The other two stepped back, their blades snaking up, free of mine, and so for a space we looked at one another.
“What do you wait for!” Melekhi stamped her foot — a futile, stupid gesture. “Slay them both!”
And Nath the Iarvin spoke.
“He is a great swordsman, my lady.”
“And so are you — better, by all accounts.”
“Then let me-”
“Wait!”
The Chuliks were filled with the blood lust and the purport of this exchange passed them by. They leaped in, still deadly, still ferociously anxious to spill my tripes. Well aware that this brooding Nath was watching my play I tried to play the next one cleverly and foin a little and a Chulik blade sliced down my face. I cursed and jumped aside and my brand scorched across his face, not where I had intended and I felt the steel jar against a tusk. He screamed. This was turning from a pleasant little passage at arms into the bloody and squalid fight it truly was. There was no Jikai here, I surmised.
Blood ran down my chin.
The two were heartened at this and came on. The emperor was still thrashing and swashing about, and he near-nicked me a couple of times.

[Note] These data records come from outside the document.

//! Autocomplete backend: debounce timers, blur grace timers and cancellable
//! geocode lookups.

use std::sync::Arc;
use std::time::Duration;

use nimbus_weather::{FetchError, WeatherApi};
use tokio_util::sync::CancellationToken;

use super::{runtime_unavailable, spawn_task, AutocompleteMessage, MessageSender, ScreenMessage};

fn send(tx: &MessageSender, msg: AutocompleteMessage) {
    if tx.send(ScreenMessage::Autocomplete(msg)).is_err() {
        tracing::debug!("Screen dropped before autocomplete event was delivered");
    }
}

/// Fire `DebounceElapsed` after `delay` unless `token` is cancelled first.
pub fn schedule_debounce(
    tx: &MessageSender,
    delay: Duration,
    generation: u64,
    query: String,
    token: CancellationToken,
) {
    let tx = tx.clone();
    spawn_task(async move {
        tokio::select! {
            biased;
            _ = token.cancelled() => {
                tracing::trace!("Debounce {} cancelled", generation);
            }
            _ = tokio::time::sleep(delay) => {
                send(&tx, AutocompleteMessage::DebounceElapsed { generation, query });
            }
        }
    });
}

/// Fire `BlurElapsed` after `delay`.
pub fn schedule_blur(tx: &MessageSender, delay: Duration) {
    let tx = tx.clone();
    spawn_task(async move {
        tokio::time::sleep(delay).await;
        send(&tx, AutocompleteMessage::BlurElapsed);
    });
}

/// Look up suggestions for `query`.
///
/// Cancelling `token` resolves the lookup immediately with
/// [`FetchError::Superseded`]; the in-flight HTTP request is dropped.
pub fn request_suggestions(
    tx: &MessageSender,
    api: Arc<dyn WeatherApi>,
    query: String,
    limit: u8,
    generation: u64,
    token: CancellationToken,
) {
    let task_tx = tx.clone();
    let spawned = spawn_task(async move {
        let result = tokio::select! {
            biased;
            _ = token.cancelled() => Err(FetchError::Superseded),
            r = api.geocode(&query, limit) => r,
        };
        send(
            &task_tx,
            AutocompleteMessage::SuggestionsDone {
                generation,
                query,
                result,
            },
        );
    });

    if !spawned {
        send(
            tx,
            AutocompleteMessage::SuggestionsDone {
                generation,
                query: String::new(),
                result: Err(runtime_unavailable()),
            },
        );
    }
}
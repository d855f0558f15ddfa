//! Nimbus: city weather in the terminal.

mod terminal;

use std::path::{Path, PathBuf};
use std::sync::Arc;
use std::time::Duration;

use anyhow::{Context, Result};
use clap::{Parser, Subcommand};
use nimbus_core::{AppError, Config, ConfigError};
use nimbus_ui::{channel, AutocompleteSettings, FavoritesModel, ForecastModel, WeatherModel};
use nimbus_weather::{
    FavoritesStore, JsonFileStore, KeyValueStore, OpenWeatherClient, ProviderSettings, WeatherApi,
};

/// Nimbus CLI
#[derive(Parser)]
#[command(name = "nimbus")]
#[command(author, version, about = "Current weather, forecasts and favorite cities")]
struct Cli {
    /// Log debug output (or set RUST_LOG)
    #[arg(short, long)]
    verbose: bool,

    /// Config file (default: <config dir>/nimbus/config.toml)
    #[arg(long, env = "NIMBUS_CONFIG")]
    config: Option<PathBuf>,

    #[command(subcommand)]
    command: Commands,
}

#[derive(Subcommand)]
enum Commands {
    /// Interactive current weather screen
    Weather {
        /// Search this city right away
        city: Option<String>,
    },

    /// Interactive forecast screen
    Forecast {
        /// City to load instead of the configured default
        city: Option<String>,
    },

    /// Show weather cards for saved cities
    Favorites {
        #[command(subcommand)]
        action: Option<FavoritesAction>,
    },
}

#[derive(Subcommand)]
enum FavoritesAction {
    /// Save a city label
    Add { name: String },
    /// Forget a city label
    Remove { name: String },
}

/// Load and validate the config, surfacing config problems as [`AppError`].
fn load_config(path: Option<&Path>) -> Result<Config> {
    match Config::load_validated(path) {
        Ok((config, _)) => Ok(config),
        Err(e) => match e.downcast::<ConfigError>() {
            Ok(config_err) => {
                let err = AppError::from(config_err);
                tracing::error!("{}", err.user_message());
                Err(err.into())
            }
            Err(e) => Err(e),
        },
    }
}

fn provider_settings(config: &Config) -> ProviderSettings {
    ProviderSettings {
        api_key: config.api.effective_api_key(),
        geocode_url: config.api.geocode_url.clone(),
        weather_url: config.api.weather_url.clone(),
        forecast_url: config.api.forecast_url.clone(),
        icon_base_url: config.api.icon_base_url.clone(),
        timeout: config.api.timeout_secs.map(Duration::from_secs),
    }
}

fn weather_api(config: &Config) -> Result<Arc<dyn WeatherApi>> {
    let client = OpenWeatherClient::new(provider_settings(config))
        .context("Failed to build weather client")?;
    Ok(Arc::new(client))
}

fn storage(config: &Config) -> Arc<dyn KeyValueStore> {
    let path = config.storage_path();
    tracing::debug!("Favorites storage at {}", path.display());
    Arc::new(JsonFileStore::new(path))
}

fn load_favorites(config: &Config, seed: &[String]) -> Result<FavoritesStore> {
    FavoritesStore::load(storage(config), seed)
        .map_err(nimbus_ui::error_mapping::from_store)
        .context("Failed to load favorites")
}

#[tokio::main(flavor = "current_thread")]
async fn main() -> Result<()> {
    let cli = Cli::parse();

    let filter = if cli.verbose {
        "debug"
    } else {
        nimbus_core::DEFAULT_LOG_FILTER
    };
    nimbus_core::init(filter)?;

    let config = load_config(cli.config.as_deref())?;
    tracing::info!("Nimbus started (config dir {})", config.config_dir.display());

    let settings = AutocompleteSettings::from(&config.search);
    let unit = config.ui.temperature_unit;

    match cli.command {
        Commands::Weather { city } => {
            let (tx, rx) = channel();
            // The current weather screen never seeds
            let favorites = load_favorites(&config, &[])?;
            let mut screen =
                WeatherModel::new(weather_api(&config)?, tx, settings, unit, favorites);
            if let Some(city) = city {
                screen.set_input(&city);
                screen.search();
            }
            terminal::run(screen, rx).await
        }
        Commands::Forecast { city } => {
            let (tx, rx) = channel();
            let default_city = city.unwrap_or_else(|| config.forecast.default_city.clone());
            let mut screen =
                ForecastModel::new(weather_api(&config)?, tx, settings, unit, default_city);
            screen.start();
            terminal::run(screen, rx).await
        }
        Commands::Favorites { action } => {
            let (tx, rx) = channel();
            let mut favorites = load_favorites(&config, &config.favorites.seed)?;
            if let Some(FavoritesAction::Add { name }) = &action {
                let outcome = favorites
                    .add(name)
                    .map_err(nimbus_ui::error_mapping::from_store)?;
                tracing::debug!("Add {}: {:?}", name, outcome);
            }

            let mut screen = FavoritesModel::new(weather_api(&config)?, tx, favorites, unit);
            match action {
                // Persists, then re-renders the remaining cards
                Some(FavoritesAction::Remove { name }) => {
                    if !screen.remove(&name)? {
                        println!("{} is not a favorite", name);
                    }
                }
                _ => screen.render_all(),
            }
            terminal::show_favorites(screen, rx).await
        }
    }
}
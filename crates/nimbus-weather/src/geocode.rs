//! Direct geocoding: convert a free-text place name into ranked candidates.
//! Uses the OpenWeatherMap geocoding endpoint.

use crate::types::{FetchError, PlaceMatch};
use reqwest::Client;
use serde::Deserialize;

#[derive(Debug, Deserialize)]
struct GeocodeResult {
    name: String,
    state: Option<String>,
    #[serde(default)]
    country: String,
    lat: f64,
    lon: f64,
    // local_names is large and unused
}

impl From<GeocodeResult> for PlaceMatch {
    fn from(r: GeocodeResult) -> Self {
        PlaceMatch {
            name: r.name,
            state: r.state.filter(|s| !s.is_empty()),
            country: r.country,
            lat: r.lat,
            lon: r.lon,
        }
    }
}

impl PlaceMatch {
    /// Label shown in the suggestion list and written back into the input:
    /// "Springfield, Illinois, US" or "Dubai, AE" when there is no state.
    pub fn display_name(&self) -> String {
        match self.state.as_deref() {
            Some(state) if !state.is_empty() => {
                format!("{}, {}, {}", self.name, state, self.country)
            }
            _ => format!("{}, {}", self.name, self.country),
        }
    }
}

/// Look up at most `limit` candidates for `query`, in provider order.
pub(crate) async fn direct_geocode(
    client: &Client,
    url: &str,
    api_key: &str,
    query: &str,
    limit: u8,
) -> Result<Vec<PlaceMatch>, FetchError> {
    let limit = limit.to_string();
    let response = client
        .get(url)
        .query(&[("q", query), ("limit", limit.as_str()), ("appid", api_key)])
        .send()
        .await
        .map_err(|e| {
            tracing::debug!("Geocode request failed: {}", e);
            FetchError::from(e)
        })?;

    if !response.status().is_success() {
        tracing::debug!("Geocode returned status {}", response.status());
        return Err(FetchError::NotFound(response.status().as_u16()));
    }

    let body: Vec<GeocodeResult> = response.json().await.map_err(|e| {
        tracing::debug!("Geocode parse error: {}", e);
        FetchError::Parse(e.to_string())
    })?;

    let places: Vec<PlaceMatch> = body.into_iter().map(PlaceMatch::from).collect();
    tracing::debug!("Geocoded {:?} to {} candidates", query, places.len());
    Ok(places)
}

“Keep you back, you great onker!” I said. “By Zair! I don’t want your nose sliced off for my Delia to see!”
“Let me at ’em!” he was yelling, kicking the chair, the table, the bed, foaming. My blade licked in and out, and the Chuliks, who can handle weapons, played me, one against the other; but I had them in the end, although not as I had expected.
The right hand one stepped back. He stepped away from the struggle of his comrade. Swiftly he thrust his rapier under his left arm and whipped out a throwing knife. It was not a terchick, being altogether heavier and not so finely balanced; but it would do the emperor’s business for him. Fight fire with fire. There was no time. I lifted the left-hand dagger. I hurled it as my Clansmen hurl the terchicks, riding the backs of their voves. Left-handed, right-handed, it makes little difference to a Clansman.
At the same time I slid the point of the last Chulik and presented my point to his throat. The main gauche flew true. It smashed into the Chulik’s face, staggering him, bringing a great splashing spurt of dark blood. And the rapier point slid, cutting through the windpipe and the jugular of the Chulik before me. The distant yellow-tusk screeched, flailing about, spraying gobbets of blood, screaming. The one before me glared madly, trying to wrench the blade from his throat, and that damned fool the emperor came up — well, not between my legs, but close by them — surged up to take a juicy whack with his blade at the wriggling Chulik.
The mercenary flailed over backwards taking my rapier with him.
I stood there, glaring myself, furiously angry,
“Get back out of it, you fambly!” I roared.
And Ashti Melekhi, in a voice like steel, said: “Now, Nath. Now.”
Nath the Iarvin drew his rapier and main gauche with the single fluid motion that told of a master fencer. He advanced on me and the look on his dark powerful features meant only one thing in the whole wide world of Kregen.
I stood before him, my hands empty.
“Dray!” screeched the emperor, squirming about between bed and table. “A sword — here — take mine!”
“Too late for that, rast,” said this Nath, speaking up, very jovial, very purring-pleased now he had been unleashed.
“True,” I said, brightly. “True.”
Nath leaped in with that smooth skilful poised motion of the bladesman. So, with a sigh, I, Dray Prescot, Krozair of Zy, unlimbered the deadly Krozair brand, and with spread fists, met that headlong charge.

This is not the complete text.